In the fitness and health industry, foam rolling has become as popular as yoga pants, kale smoothies and motivational quotes on Instagram. But what does it actually do and do we actually need to do it all the time?
What happens when you foam roll?
A common misconception with foam rolling is that it changes the length of muscle or breaks down scar tissue. In truth, we do not place enough force through our tissues to achieve this.
So what actually happens? It would seem that the effect is more neuro-physiological than structural.
Neuro what?
Neuro-physiological – which means it decreases the “tone” of the muscle/s by turning down the nerve input into them. It is why we feel “freer” and more “mobile” after foam rolling. In many cases, the feeling of muscle tightness has more to do with an increase in tone, rather than a shortening of muscle.

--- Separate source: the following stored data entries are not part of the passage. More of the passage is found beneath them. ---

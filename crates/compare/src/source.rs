use reqwest::Url;

use crate::error::TransportError;

pub const DEFAULT_TILE_SIZE: u32 = 256;

/// A resolved, addressable raster tile layer.
#[derive(Debug, Clone, PartialEq)]
pub struct TileSourceDescriptor {
    /// XYZ template with `{z}`, `{x}` and `{y}` placeholders.
    pub url_template: String,
    pub attribution: String,
    pub min_zoom: u8,
    pub max_zoom: u8,
    pub tile_size: u32,
}

impl TileSourceDescriptor {
    /// Builds a descriptor after checking the template can address tiles.
    pub fn new(
        url_template: impl Into<String>,
        attribution: impl Into<String>,
        max_zoom: u8,
    ) -> Result<Self, TransportError> {
        let url_template = url_template.into();
        validate_template(&url_template)?;
        Ok(Self {
            url_template,
            attribution: attribution.into(),
            min_zoom: 0,
            max_zoom,
            tile_size: DEFAULT_TILE_SIZE,
        })
    }

    /// Sentinel-2 composite for `year`, as served by the imagery resolver.
    pub fn historical(year: &str, url_template: impl Into<String>) -> Result<Self, TransportError> {
        Self::new(
            url_template,
            format!("© Google Earth Engine - Sentinel-2 {year}"),
            18,
        )
    }

    pub fn tile_url(&self, z: u8, x: u32, y: u32) -> String {
        expand(&self.url_template, z, x, y)
    }
}

fn expand(template: &str, z: u8, x: u32, y: u32) -> String {
    template
        .replace("{z}", &z.to_string())
        .replace("{x}", &x.to_string())
        .replace("{y}", &y.to_string())
}

fn validate_template(template: &str) -> Result<(), TransportError> {
    let invalid = || TransportError::InvalidTemplate(template.to_string());
    if ["{z}", "{x}", "{y}"].iter().any(|p| !template.contains(p)) {
        return Err(invalid());
    }
    let sample = Url::parse(&expand(template, 0, 0, 0)).map_err(|_| invalid())?;
    match sample.scheme() {
        "http" | "https" => Ok(()),
        _ => Err(invalid()),
    }
}

/// Present-day satellite basemaps selectable for the primary viewport.
#[derive(Debug, Copy, Clone, PartialEq, Eq, Default)]
pub enum Basemap {
    EsriSatellite,
    #[default]
    GoogleSatellite,
}

impl Basemap {
    pub const ALL: [Basemap; 2] = [Basemap::EsriSatellite, Basemap::GoogleSatellite];

    pub fn name(&self) -> &'static str {
        match self {
            Basemap::EsriSatellite => "ESRI Satellite",
            Basemap::GoogleSatellite => "Google Satellite",
        }
    }

    pub fn descriptor(&self) -> TileSourceDescriptor {
        let (url_template, attribution) = match self {
            Basemap::EsriSatellite => (
                "https://server.arcgisonline.com/ArcGIS/rest/services/World_Imagery/MapServer/tile/{z}/{y}/{x}",
                "© Esri, Maxar, Earthstar Geographics",
            ),
            Basemap::GoogleSatellite => (
                "https://mt1.google.com/vt/lyrs=s&x={x}&y={y}&z={z}",
                "© Google",
            ),
        };
        TileSourceDescriptor {
            url_template: url_template.to_string(),
            attribution: attribution.to_string(),
            min_zoom: 0,
            max_zoom: 19,
            tile_size: DEFAULT_TILE_SIZE,
        }
    }
}

/// Dark place-name labels drawn above the imagery on every viewport.
pub fn labels_overlay() -> TileSourceDescriptor {
    TileSourceDescriptor {
        url_template: "https://a.basemaps.cartocdn.com/dark_only_labels/{z}/{x}/{y}@2x.png"
            .to_string(),
        attribution: "© OpenStreetMap contributors © CARTO".to_string(),
        min_zoom: 0,
        max_zoom: 19,
        tile_size: DEFAULT_TILE_SIZE,
    }
}

/// Raster layers a viewport is mounted with.
///
/// `imagery` may be empty at mount time; it is bound later with
/// `Viewports::set_source` once resolved.
#[derive(Debug, Clone, PartialEq)]
pub struct SourceSet {
    pub imagery: Option<TileSourceDescriptor>,
    pub overlays: Vec<TileSourceDescriptor>,
}

impl SourceSet {
    pub fn basemap(basemap: Basemap) -> Self {
        Self {
            imagery: Some(basemap.descriptor()),
            overlays: vec![labels_overlay()],
        }
    }

    /// Overlays only; imagery arrives once its source is resolved.
    pub fn pending_imagery() -> Self {
        Self {
            imagery: None,
            overlays: vec![labels_overlay()],
        }
    }
}
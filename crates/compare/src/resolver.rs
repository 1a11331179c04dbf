//! Resolution of a historical year into a tile source.
//!
//! The remote resolver answers `GET /api/tile-url/{year}` with
//! `{ success, tileUrl?, error? }`. Every [`HistoricalSourceResolver::begin`]
//! allocates a new generation; only the latest generation is authoritative,
//! so a late response for a superseded year can be recognised and dropped.

use std::future::Future;
use std::pin::Pin;
use std::sync::Arc;
use std::time::Duration;

use serde::{Deserialize, Serialize};
use tracing::debug;

use crate::error::{ResolveError, TransportError};
use crate::source::TileSourceDescriptor;

/// Years offered by the imagery resolver, newest first.
pub const SUPPORTED_YEARS: [&str; 10] = [
    "2025", "2024", "2023", "2022", "2021", "2020", "2019", "2018", "2017", "2016",
];

pub const DEFAULT_RESOLVE_TIMEOUT: Duration = Duration::from_secs(10);

/// Type alias for a boxed future that can be sent between threads.
pub type BoxFuture<'a, T> = Pin<Box<dyn Future<Output = T> + Send + 'a>>;

#[derive(Debug, Clone, PartialEq, Eq, Serialize, Deserialize)]
#[serde(rename_all = "camelCase")]
pub struct TileUrlResponse {
    pub success: bool,
    #[serde(default, skip_serializing_if = "Option::is_none")]
    pub tile_url: Option<String>,
    #[serde(default, skip_serializing_if = "Option::is_none")]
    pub error: Option<String>,
}

impl TileUrlResponse {
    pub fn found(tile_url: impl Into<String>) -> Self {
        Self {
            success: true,
            tile_url: Some(tile_url.into()),
            error: None,
        }
    }

    pub fn declined(reason: impl Into<String>) -> Self {
        Self {
            success: false,
            tile_url: None,
            error: Some(reason.into()),
        }
    }
}

/// Transport to the imagery resolver service.
///
/// The returned future owns everything it needs so several requests can be
/// outstanding at once.
pub trait TileUrlClient: Send + Sync {
    fn fetch_tile_url(&self, year: &str) -> BoxFuture<'static, Result<TileUrlResponse, TransportError>>;
}

impl<C: TileUrlClient + ?Sized> TileUrlClient for Arc<C> {
    fn fetch_tile_url(&self, year: &str) -> BoxFuture<'static, Result<TileUrlResponse, TransportError>> {
        (**self).fetch_tile_url(year)
    }
}

#[derive(Debug, Clone)]
pub struct HttpTileUrlClient {
    http: reqwest::Client,
    base_url: String,
}

impl HttpTileUrlClient {
    pub fn new(base_url: impl Into<String>, timeout: Duration) -> Result<Self, TransportError> {
        let http = reqwest::Client::builder().timeout(timeout).build()?;
        Ok(Self {
            http,
            base_url: base_url.into(),
        })
    }

    pub fn endpoint(&self, year: &str) -> String {
        format!("{}/api/tile-url/{year}", self.base_url.trim_end_matches('/'))
    }
}

impl TileUrlClient for HttpTileUrlClient {
    fn fetch_tile_url(&self, year: &str) -> BoxFuture<'static, Result<TileUrlResponse, TransportError>> {
        let http = self.http.clone();
        let url = self.endpoint(year);
        Box::pin(async move {
            let resp = http.get(&url).send().await?;
            // The resolver reports declines in the body, sometimes with a
            // non-2xx status, so the body is parsed regardless of status.
            let status = resp.status();
            let body = resp.bytes().await?;
            serde_json::from_slice::<TileUrlResponse>(&body)
                .map_err(|e| TransportError::Malformed(format!("HTTP {status}: {e}")))
        })
    }
}

/// Identifies one resolution attempt.
#[derive(Debug, Clone, PartialEq, Eq)]
pub struct ResolveTicket {
    pub generation: u64,
    pub year: String,
}

#[derive(Debug, Clone, PartialEq)]
pub struct ResolveOutcome {
    pub ticket: ResolveTicket,
    pub result: Result<TileSourceDescriptor, ResolveError>,
}

/// An issued but not yet awaited resolution.
pub struct PendingResolve {
    ticket: ResolveTicket,
    request: BoxFuture<'static, Result<TileUrlResponse, TransportError>>,
    timeout: Duration,
}

impl std::fmt::Debug for PendingResolve {
    fn fmt(&self, f: &mut std::fmt::Formatter<'_>) -> std::fmt::Result {
        f.debug_struct("PendingResolve")
            .field("ticket", &self.ticket)
            .field("timeout", &self.timeout)
            .finish_non_exhaustive()
    }
}

impl PendingResolve {
    pub fn ticket(&self) -> &ResolveTicket {
        &self.ticket
    }

    pub async fn run(self) -> ResolveOutcome {
        let PendingResolve {
            ticket,
            request,
            timeout,
        } = self;
        let result = match tokio::time::timeout(timeout, request).await {
            Err(_) => Err(ResolveError::Transport(TransportError::Timeout)),
            Ok(Err(err)) => Err(err.into()),
            Ok(Ok(resp)) => interpret(&ticket.year, resp),
        };
        ResolveOutcome { ticket, result }
    }
}

fn interpret(year: &str, resp: TileUrlResponse) -> Result<TileSourceDescriptor, ResolveError> {
    match resp {
        TileUrlResponse {
            success: true,
            tile_url: Some(tile_url),
            ..
        } => Ok(TileSourceDescriptor::historical(year, tile_url)?),
        TileUrlResponse { success: true, .. } => Err(TransportError::Malformed(
            "success reported without a tileUrl".to_string(),
        )
        .into()),
        TileUrlResponse { error, .. } => Err(ResolveError::Resolution {
            year: year.to_string(),
            reason: error.unwrap_or_else(|| "unknown error".to_string()),
        }),
    }
}

pub struct HistoricalSourceResolver<C> {
    client: C,
    supported_years: Vec<String>,
    timeout: Duration,
    generation: u64,
}

impl<C: TileUrlClient> HistoricalSourceResolver<C> {
    pub fn new(client: C) -> Self {
        Self {
            client,
            supported_years: SUPPORTED_YEARS.iter().map(|y| y.to_string()).collect(),
            timeout: DEFAULT_RESOLVE_TIMEOUT,
            generation: 0,
        }
    }

    pub fn with_supported_years(mut self, years: Vec<String>) -> Self {
        self.supported_years = years;
        self
    }

    pub fn with_timeout(mut self, timeout: Duration) -> Self {
        self.timeout = timeout;
        self
    }

    pub fn supported_years(&self) -> &[String] {
        &self.supported_years
    }

    pub fn is_supported(&self, year: &str) -> bool {
        self.supported_years.iter().any(|y| y == year)
    }

    /// Issues a request for `year`, superseding any earlier one.
    ///
    /// Unsupported years fail without a request and leave the current
    /// generation untouched.
    pub fn begin(&mut self, year: &str) -> Result<PendingResolve, ResolveError> {
        if !self.is_supported(year) {
            return Err(ResolveError::UnsupportedYear(year.to_string()));
        }
        self.generation += 1;
        let ticket = ResolveTicket {
            generation: self.generation,
            year: year.to_string(),
        };
        debug!("resolving {year} (generation {})", ticket.generation);
        Ok(PendingResolve {
            request: self.client.fetch_tile_url(year),
            ticket,
            timeout: self.timeout,
        })
    }

    pub fn is_current(&self, ticket: &ResolveTicket) -> bool {
        ticket.generation == self.generation
    }

    /// Marks every outstanding request as superseded.
    pub fn invalidate(&mut self) {
        self.generation += 1;
    }

    pub async fn resolve(&mut self, year: &str) -> Result<TileSourceDescriptor, ResolveError> {
        self.begin(year)?.run().await.result
    }
}

#[cfg(test)]
mod tests {
    use std::collections::HashMap;
    use std::sync::Arc;
    use std::sync::atomic::{AtomicUsize, Ordering};
    use std::time::Duration;

    use super::{BoxFuture, HistoricalSourceResolver, TileUrlClient, TileUrlResponse};
    use crate::error::{ResolveError, TransportError};

    #[derive(Default)]
    struct StubClient {
        answers: HashMap<String, Result<TileUrlResponse, TransportError>>,
        calls: AtomicUsize,
    }

    impl StubClient {
        fn answer(mut self, year: &str, answer: Result<TileUrlResponse, TransportError>) -> Self {
            self.answers.insert(year.to_string(), answer);
            self
        }
    }

    impl TileUrlClient for StubClient {
        fn fetch_tile_url(
            &self,
            year: &str,
        ) -> BoxFuture<'static, Result<TileUrlResponse, TransportError>> {
            self.calls.fetch_add(1, Ordering::SeqCst);
            let answer = self
                .answers
                .get(year)
                .cloned()
                .unwrap_or_else(|| Err(TransportError::Unreachable("no route".to_string())));
            Box::pin(async move { answer })
        }
    }

    struct HangingClient;

    impl TileUrlClient for HangingClient {
        fn fetch_tile_url(
            &self,
            _year: &str,
        ) -> BoxFuture<'static, Result<TileUrlResponse, TransportError>> {
            Box::pin(std::future::pending::<Result<TileUrlResponse, TransportError>>())
        }
    }

    #[tokio::test]
    async fn success_produces_a_descriptor() {
        let client = StubClient::default().answer(
            "2024",
            Ok(TileUrlResponse::found("https://ee.example/2024/{z}/{x}/{y}")),
        );
        let mut resolver = HistoricalSourceResolver::new(client);
        let d = resolver.resolve("2024").await.unwrap();
        assert_eq!(d.url_template, "https://ee.example/2024/{z}/{x}/{y}");
        assert_eq!(d.attribution, "© Google Earth Engine - Sentinel-2 2024");
    }

    #[tokio::test]
    async fn remote_decline_is_a_resolution_error() {
        let client =
            StubClient::default().answer("2024", Ok(TileUrlResponse::declined("no imagery")));
        let mut resolver = HistoricalSourceResolver::new(client);
        assert_eq!(
            resolver.resolve("2024").await.unwrap_err(),
            ResolveError::Resolution {
                year: "2024".to_string(),
                reason: "no imagery".to_string()
            }
        );
    }

    #[tokio::test]
    async fn success_without_url_is_malformed() {
        let resp = TileUrlResponse {
            success: true,
            tile_url: None,
            error: None,
        };
        let client = StubClient::default().answer("2023", Ok(resp));
        let mut resolver = HistoricalSourceResolver::new(client);
        assert!(matches!(
            resolver.resolve("2023").await,
            Err(ResolveError::Transport(TransportError::Malformed(_)))
        ));
    }

    #[tokio::test]
    async fn unusable_template_is_a_transport_error() {
        let client =
            StubClient::default().answer("2022", Ok(TileUrlResponse::found("not a template")));
        let mut resolver = HistoricalSourceResolver::new(client);
        assert!(matches!(
            resolver.resolve("2022").await,
            Err(ResolveError::Transport(TransportError::InvalidTemplate(_)))
        ));
    }

    #[tokio::test]
    async fn unsupported_year_fails_without_a_request() {
        let client = Arc::new(StubClient::default());
        let mut resolver = HistoricalSourceResolver::new(Arc::clone(&client));
        assert_eq!(
            resolver.begin("1999").unwrap_err(),
            ResolveError::UnsupportedYear("1999".to_string())
        );
        assert_eq!(client.calls.load(Ordering::SeqCst), 0);
    }

    #[tokio::test]
    async fn hung_request_times_out() {
        let mut resolver =
            HistoricalSourceResolver::new(HangingClient).with_timeout(Duration::from_millis(20));
        assert_eq!(
            resolver.resolve("2020").await.unwrap_err(),
            ResolveError::Transport(TransportError::Timeout)
        );
    }

    #[tokio::test]
    async fn later_begin_supersedes_earlier_ticket() {
        let client = StubClient::default()
            .answer("2024", Ok(TileUrlResponse::found("https://e.example/2024/{z}/{x}/{y}")))
            .answer("2019", Ok(TileUrlResponse::found("https://e.example/2019/{z}/{x}/{y}")));
        let mut resolver = HistoricalSourceResolver::new(client);
        let first = resolver.begin("2024").unwrap();
        let second = resolver.begin("2019").unwrap();

        let late = first.run().await;
        assert!(!resolver.is_current(&late.ticket));
        let latest = second.run().await;
        assert!(resolver.is_current(&latest.ticket));

        resolver.invalidate();
        assert!(!resolver.is_current(&latest.ticket));
    }
}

How long should we foam roll for?
The current research suggests foam rolling should be done for no longer than 60 seconds on each muscle group – after that the benefits of decreasing tone could be lost.
What about the IT Band?
Whatever you do, do not foam roll the IT Band! Why? Because it is not a muscle, but rather a tendon, which acts very differently than a muscle. And it bloody hurts too!
Foam rolling is a great tool to use to free up the body to enable it to move better – having a good understanding of how it works is important to utilise this tool as well as you can for your circumstances.